* [Work required] In the entries that follow, find each line with the word "never" and copy it.

Records contained in a dataset:

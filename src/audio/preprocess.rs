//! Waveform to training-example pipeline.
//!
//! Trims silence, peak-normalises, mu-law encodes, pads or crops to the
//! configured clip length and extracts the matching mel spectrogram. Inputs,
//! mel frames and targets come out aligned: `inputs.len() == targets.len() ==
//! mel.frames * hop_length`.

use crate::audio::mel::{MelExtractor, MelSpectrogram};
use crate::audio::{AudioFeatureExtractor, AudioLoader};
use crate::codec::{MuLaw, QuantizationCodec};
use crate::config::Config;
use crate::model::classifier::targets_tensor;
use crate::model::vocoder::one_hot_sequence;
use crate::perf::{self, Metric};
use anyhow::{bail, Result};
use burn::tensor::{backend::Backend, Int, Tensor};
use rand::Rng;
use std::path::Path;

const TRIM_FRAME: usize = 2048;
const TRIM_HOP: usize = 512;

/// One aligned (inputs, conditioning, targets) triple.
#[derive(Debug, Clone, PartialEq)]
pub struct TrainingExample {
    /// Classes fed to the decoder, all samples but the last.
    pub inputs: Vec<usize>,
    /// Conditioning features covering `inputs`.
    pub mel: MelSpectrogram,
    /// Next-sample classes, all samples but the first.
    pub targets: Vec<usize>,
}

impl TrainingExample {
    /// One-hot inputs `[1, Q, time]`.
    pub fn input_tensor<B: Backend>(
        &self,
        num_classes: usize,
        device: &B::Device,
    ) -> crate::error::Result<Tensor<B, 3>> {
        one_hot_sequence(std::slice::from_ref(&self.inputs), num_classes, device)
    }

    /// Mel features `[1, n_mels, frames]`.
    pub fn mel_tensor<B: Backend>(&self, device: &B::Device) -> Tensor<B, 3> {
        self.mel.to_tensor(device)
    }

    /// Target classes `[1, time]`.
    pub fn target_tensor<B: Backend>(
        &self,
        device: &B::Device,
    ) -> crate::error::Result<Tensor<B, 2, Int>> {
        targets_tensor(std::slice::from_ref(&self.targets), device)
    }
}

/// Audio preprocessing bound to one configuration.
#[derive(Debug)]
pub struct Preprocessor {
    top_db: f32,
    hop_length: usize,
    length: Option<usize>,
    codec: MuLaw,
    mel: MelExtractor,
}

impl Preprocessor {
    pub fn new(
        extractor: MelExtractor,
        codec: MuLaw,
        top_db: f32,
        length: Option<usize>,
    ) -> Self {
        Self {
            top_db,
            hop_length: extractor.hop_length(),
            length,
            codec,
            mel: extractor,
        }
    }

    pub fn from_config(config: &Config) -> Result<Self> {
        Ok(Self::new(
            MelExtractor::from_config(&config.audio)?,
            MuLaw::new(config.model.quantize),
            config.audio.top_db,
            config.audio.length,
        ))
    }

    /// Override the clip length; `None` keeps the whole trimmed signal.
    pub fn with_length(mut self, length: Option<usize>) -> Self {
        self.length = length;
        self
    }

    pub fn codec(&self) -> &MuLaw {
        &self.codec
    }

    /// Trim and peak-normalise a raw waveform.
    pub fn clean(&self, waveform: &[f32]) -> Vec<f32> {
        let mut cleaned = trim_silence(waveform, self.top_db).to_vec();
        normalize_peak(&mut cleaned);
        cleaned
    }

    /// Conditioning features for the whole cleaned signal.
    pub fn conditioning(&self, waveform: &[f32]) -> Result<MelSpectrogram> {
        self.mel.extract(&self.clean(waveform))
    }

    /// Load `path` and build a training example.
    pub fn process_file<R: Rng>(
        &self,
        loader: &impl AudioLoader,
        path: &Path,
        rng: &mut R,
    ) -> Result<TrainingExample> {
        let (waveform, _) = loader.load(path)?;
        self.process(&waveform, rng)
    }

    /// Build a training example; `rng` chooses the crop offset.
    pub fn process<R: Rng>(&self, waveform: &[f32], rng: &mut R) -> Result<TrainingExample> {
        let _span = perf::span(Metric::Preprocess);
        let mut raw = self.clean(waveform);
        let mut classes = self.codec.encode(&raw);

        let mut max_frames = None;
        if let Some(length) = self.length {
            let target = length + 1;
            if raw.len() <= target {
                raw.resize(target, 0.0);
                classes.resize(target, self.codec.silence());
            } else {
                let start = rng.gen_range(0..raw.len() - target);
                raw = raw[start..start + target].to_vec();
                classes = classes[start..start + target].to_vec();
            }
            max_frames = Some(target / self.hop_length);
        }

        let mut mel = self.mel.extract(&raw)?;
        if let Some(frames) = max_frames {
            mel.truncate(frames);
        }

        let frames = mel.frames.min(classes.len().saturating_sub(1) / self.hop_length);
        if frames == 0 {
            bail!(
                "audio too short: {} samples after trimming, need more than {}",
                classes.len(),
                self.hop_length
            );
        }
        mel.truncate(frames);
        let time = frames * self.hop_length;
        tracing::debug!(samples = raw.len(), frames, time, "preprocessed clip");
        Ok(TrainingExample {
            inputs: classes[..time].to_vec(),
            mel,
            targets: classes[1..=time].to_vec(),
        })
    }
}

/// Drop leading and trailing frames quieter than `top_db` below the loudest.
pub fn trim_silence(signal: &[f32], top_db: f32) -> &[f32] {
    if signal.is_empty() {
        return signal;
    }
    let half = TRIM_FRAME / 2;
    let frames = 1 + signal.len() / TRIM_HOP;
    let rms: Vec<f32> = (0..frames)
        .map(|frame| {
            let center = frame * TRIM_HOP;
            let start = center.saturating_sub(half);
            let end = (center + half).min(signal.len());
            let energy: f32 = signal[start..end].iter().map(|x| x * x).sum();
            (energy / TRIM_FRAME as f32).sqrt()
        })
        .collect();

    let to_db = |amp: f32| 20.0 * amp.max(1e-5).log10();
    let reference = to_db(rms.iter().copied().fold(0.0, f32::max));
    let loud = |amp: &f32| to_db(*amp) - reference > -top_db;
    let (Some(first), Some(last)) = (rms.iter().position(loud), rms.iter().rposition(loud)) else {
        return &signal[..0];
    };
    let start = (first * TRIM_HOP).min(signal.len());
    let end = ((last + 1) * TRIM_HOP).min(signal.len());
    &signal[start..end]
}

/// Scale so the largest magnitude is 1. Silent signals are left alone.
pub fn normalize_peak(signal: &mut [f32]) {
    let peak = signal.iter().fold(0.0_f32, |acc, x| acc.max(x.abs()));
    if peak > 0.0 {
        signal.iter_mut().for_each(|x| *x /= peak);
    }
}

--

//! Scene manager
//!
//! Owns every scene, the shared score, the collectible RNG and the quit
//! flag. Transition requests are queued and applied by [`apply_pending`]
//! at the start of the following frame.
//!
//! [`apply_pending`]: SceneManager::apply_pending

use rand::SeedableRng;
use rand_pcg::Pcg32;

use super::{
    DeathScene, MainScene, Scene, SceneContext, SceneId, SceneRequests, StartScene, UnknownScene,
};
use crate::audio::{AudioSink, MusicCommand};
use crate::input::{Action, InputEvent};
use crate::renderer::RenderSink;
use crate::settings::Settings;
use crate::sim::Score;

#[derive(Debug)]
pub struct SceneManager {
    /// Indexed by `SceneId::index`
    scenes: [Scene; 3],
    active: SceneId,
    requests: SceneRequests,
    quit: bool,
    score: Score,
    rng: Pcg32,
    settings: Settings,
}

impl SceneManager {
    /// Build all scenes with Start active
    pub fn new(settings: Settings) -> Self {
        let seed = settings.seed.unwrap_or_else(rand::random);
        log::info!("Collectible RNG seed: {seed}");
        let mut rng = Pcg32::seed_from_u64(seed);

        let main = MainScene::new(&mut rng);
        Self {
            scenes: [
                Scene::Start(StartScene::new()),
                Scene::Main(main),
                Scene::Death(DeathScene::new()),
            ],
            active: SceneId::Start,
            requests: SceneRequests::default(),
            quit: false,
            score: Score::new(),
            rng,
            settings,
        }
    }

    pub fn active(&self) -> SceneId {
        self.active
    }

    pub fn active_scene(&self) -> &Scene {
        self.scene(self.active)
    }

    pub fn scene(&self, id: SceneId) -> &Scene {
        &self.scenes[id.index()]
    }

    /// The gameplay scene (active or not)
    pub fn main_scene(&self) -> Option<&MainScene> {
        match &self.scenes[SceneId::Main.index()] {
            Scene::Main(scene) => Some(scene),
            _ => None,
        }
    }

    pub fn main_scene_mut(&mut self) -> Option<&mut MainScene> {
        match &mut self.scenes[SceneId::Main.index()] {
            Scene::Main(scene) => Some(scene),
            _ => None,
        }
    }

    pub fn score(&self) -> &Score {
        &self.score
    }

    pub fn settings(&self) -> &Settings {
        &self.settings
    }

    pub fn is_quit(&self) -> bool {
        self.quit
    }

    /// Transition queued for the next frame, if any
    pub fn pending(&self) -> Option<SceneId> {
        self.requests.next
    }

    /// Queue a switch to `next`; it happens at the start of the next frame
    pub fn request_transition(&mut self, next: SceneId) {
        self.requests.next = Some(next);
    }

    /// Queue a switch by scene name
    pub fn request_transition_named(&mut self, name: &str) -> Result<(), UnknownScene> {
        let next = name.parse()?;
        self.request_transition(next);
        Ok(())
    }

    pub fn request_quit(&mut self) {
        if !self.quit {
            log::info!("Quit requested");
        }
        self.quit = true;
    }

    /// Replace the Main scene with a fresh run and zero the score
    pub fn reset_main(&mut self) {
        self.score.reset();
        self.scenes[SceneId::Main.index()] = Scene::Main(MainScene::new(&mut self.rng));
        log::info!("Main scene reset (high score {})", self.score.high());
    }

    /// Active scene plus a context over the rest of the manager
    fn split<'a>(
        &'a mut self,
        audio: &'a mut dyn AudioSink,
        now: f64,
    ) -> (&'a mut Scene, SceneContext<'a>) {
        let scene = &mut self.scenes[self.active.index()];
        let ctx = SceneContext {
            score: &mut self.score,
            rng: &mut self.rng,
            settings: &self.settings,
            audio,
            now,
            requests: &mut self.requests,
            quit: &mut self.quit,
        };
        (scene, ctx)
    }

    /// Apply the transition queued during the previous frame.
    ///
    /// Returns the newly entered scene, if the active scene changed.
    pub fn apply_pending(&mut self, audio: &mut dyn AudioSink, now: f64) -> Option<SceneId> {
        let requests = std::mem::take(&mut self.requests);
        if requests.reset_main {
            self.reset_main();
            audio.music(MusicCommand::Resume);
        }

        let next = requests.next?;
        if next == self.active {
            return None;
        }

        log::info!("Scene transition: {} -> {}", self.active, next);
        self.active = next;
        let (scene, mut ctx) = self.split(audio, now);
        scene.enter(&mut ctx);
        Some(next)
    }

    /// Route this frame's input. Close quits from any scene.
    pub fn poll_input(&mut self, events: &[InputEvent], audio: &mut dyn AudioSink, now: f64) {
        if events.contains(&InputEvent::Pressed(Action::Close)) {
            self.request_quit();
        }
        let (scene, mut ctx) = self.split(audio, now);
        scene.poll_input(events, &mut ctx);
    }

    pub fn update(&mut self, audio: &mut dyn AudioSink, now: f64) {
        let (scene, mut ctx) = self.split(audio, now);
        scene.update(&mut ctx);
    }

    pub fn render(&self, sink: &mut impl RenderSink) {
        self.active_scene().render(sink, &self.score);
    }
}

==

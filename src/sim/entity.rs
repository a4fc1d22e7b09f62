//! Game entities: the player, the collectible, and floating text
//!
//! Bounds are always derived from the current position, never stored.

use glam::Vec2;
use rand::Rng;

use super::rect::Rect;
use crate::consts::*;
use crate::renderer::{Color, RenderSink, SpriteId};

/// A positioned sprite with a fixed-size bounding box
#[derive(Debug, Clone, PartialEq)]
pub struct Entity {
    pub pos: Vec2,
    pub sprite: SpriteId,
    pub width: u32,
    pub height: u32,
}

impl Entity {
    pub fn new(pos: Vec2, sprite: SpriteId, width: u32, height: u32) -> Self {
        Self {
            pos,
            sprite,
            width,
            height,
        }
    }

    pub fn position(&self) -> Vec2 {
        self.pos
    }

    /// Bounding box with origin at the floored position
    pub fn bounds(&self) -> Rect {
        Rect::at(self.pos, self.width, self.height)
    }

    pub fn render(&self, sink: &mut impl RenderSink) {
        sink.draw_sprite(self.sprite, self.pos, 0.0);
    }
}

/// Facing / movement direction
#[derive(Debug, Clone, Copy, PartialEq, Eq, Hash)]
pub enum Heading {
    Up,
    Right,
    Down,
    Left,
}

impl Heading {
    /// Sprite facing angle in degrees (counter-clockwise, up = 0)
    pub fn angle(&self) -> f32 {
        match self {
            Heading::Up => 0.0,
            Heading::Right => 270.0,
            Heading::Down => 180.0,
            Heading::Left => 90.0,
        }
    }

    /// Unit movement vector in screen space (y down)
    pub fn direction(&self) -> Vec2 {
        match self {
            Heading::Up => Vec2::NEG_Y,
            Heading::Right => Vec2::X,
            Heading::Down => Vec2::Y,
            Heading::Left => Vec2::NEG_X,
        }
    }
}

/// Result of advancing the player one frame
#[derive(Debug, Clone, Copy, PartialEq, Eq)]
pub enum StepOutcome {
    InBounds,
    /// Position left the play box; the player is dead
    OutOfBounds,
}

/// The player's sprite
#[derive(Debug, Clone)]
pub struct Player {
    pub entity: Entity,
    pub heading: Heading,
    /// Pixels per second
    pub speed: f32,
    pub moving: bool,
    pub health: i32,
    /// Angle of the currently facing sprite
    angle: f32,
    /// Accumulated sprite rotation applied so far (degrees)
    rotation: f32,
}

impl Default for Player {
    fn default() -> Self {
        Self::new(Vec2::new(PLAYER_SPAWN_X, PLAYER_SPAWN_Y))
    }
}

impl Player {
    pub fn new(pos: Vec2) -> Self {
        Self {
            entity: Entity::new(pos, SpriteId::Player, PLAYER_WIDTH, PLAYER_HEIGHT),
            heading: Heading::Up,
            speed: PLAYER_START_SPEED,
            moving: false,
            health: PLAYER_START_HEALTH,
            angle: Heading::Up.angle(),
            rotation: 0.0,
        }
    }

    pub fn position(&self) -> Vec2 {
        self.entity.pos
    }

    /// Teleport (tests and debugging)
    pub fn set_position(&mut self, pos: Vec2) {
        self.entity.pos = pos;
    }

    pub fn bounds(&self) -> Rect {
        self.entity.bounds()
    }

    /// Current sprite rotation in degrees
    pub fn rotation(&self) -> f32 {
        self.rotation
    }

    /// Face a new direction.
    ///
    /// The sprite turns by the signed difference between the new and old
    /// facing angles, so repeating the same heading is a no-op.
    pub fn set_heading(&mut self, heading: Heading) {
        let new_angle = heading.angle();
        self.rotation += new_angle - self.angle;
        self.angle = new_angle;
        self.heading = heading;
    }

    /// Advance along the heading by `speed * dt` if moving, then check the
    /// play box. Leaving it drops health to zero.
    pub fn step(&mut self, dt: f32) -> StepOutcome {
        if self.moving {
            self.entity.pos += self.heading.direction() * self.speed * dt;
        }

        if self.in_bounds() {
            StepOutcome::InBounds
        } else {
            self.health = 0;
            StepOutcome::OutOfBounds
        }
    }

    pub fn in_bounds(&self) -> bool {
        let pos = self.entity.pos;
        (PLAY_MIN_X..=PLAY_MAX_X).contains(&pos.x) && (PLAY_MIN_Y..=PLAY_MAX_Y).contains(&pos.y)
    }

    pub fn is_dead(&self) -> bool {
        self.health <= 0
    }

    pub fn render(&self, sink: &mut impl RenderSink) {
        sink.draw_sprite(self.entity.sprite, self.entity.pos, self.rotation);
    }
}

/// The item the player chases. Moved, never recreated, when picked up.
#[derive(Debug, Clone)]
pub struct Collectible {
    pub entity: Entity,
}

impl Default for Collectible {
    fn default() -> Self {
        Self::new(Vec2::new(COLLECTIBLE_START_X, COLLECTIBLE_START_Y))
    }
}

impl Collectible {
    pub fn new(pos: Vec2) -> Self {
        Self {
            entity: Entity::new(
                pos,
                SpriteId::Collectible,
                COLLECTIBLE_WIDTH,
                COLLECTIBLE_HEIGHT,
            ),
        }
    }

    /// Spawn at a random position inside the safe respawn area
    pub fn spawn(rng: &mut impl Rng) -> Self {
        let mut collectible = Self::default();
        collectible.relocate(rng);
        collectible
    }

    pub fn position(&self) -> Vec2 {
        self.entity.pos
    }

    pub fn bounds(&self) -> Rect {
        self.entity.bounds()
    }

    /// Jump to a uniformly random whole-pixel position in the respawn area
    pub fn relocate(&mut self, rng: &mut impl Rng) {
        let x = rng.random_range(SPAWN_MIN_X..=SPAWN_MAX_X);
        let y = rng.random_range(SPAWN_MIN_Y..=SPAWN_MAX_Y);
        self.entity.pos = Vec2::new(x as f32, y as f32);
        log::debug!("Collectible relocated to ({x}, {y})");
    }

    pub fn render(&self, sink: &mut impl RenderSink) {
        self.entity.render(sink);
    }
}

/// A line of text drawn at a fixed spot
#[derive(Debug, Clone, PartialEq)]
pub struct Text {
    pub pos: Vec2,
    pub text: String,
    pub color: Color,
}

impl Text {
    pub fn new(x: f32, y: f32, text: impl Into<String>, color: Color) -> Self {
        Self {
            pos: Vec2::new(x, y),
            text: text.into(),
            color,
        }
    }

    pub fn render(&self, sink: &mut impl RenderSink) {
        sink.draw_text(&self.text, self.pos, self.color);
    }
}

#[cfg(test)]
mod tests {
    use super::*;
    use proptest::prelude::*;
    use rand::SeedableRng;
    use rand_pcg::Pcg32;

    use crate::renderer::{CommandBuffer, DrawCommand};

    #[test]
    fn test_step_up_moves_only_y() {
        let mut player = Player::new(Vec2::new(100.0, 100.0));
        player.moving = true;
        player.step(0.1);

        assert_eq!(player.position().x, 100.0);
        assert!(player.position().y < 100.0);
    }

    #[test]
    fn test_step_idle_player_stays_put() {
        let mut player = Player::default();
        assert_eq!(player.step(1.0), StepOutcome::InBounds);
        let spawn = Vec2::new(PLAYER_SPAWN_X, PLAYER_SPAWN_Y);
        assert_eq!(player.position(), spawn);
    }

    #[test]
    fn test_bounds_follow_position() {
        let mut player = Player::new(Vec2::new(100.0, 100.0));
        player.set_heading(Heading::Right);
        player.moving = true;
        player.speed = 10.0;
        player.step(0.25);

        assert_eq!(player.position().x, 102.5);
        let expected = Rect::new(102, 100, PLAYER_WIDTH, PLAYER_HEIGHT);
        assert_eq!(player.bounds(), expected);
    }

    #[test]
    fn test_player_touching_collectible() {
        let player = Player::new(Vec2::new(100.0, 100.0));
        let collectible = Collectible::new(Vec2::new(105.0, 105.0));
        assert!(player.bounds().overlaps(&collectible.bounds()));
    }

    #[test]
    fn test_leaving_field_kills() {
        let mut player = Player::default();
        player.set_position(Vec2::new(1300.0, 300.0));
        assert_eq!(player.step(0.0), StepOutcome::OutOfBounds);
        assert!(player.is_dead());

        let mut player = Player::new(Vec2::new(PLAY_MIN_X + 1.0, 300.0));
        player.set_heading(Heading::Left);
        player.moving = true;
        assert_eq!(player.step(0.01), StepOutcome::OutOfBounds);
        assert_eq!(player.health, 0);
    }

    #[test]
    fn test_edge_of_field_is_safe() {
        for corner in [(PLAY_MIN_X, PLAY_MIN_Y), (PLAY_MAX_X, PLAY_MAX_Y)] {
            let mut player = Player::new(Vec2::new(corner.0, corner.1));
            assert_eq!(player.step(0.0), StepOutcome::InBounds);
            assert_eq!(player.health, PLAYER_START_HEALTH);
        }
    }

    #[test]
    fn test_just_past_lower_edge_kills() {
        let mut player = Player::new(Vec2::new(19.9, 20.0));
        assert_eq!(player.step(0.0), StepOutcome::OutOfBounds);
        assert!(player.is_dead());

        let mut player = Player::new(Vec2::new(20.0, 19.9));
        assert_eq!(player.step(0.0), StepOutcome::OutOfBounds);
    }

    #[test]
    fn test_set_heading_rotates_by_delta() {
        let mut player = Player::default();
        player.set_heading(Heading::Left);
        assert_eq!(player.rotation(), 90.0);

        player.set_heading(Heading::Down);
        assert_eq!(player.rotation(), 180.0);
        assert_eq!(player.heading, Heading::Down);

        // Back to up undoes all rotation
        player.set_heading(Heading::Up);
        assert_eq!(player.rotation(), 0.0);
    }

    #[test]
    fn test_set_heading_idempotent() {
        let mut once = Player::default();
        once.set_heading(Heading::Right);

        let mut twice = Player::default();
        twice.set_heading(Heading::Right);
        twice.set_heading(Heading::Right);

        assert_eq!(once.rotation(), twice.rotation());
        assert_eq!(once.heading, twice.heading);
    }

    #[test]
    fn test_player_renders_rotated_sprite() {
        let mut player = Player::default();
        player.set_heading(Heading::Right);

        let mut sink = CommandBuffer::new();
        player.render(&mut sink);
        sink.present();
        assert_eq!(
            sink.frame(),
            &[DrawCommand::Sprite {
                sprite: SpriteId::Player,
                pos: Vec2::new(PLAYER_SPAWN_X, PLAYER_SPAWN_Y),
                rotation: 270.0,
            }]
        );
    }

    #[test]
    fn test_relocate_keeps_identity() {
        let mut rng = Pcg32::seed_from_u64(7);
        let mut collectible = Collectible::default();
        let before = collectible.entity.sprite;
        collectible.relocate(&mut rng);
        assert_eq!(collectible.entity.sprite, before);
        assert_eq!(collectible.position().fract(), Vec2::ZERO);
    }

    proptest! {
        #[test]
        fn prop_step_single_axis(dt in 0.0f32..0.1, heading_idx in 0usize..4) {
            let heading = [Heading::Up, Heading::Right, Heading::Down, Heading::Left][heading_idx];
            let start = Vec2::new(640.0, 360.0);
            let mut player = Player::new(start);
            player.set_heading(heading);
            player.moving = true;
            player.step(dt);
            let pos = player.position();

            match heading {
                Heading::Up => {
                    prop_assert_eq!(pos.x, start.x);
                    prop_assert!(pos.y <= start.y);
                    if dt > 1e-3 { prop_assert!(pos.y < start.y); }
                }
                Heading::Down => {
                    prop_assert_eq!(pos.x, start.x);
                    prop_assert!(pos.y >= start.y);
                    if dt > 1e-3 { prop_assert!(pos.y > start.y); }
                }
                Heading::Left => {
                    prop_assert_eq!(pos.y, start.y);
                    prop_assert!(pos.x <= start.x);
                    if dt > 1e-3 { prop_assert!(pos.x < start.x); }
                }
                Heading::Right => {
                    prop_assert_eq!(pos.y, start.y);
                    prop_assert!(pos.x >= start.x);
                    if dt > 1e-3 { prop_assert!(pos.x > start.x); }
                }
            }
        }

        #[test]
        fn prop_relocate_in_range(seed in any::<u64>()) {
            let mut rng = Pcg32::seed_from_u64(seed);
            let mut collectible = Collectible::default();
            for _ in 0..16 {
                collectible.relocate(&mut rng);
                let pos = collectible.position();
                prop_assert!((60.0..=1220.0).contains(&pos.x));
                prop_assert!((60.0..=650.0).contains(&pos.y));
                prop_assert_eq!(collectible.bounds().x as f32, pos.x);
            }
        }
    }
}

* [The answer]
//! Bounds are always derived from the current position, never stored.
/// The item the player chases. Moved, never recreated, when picked up.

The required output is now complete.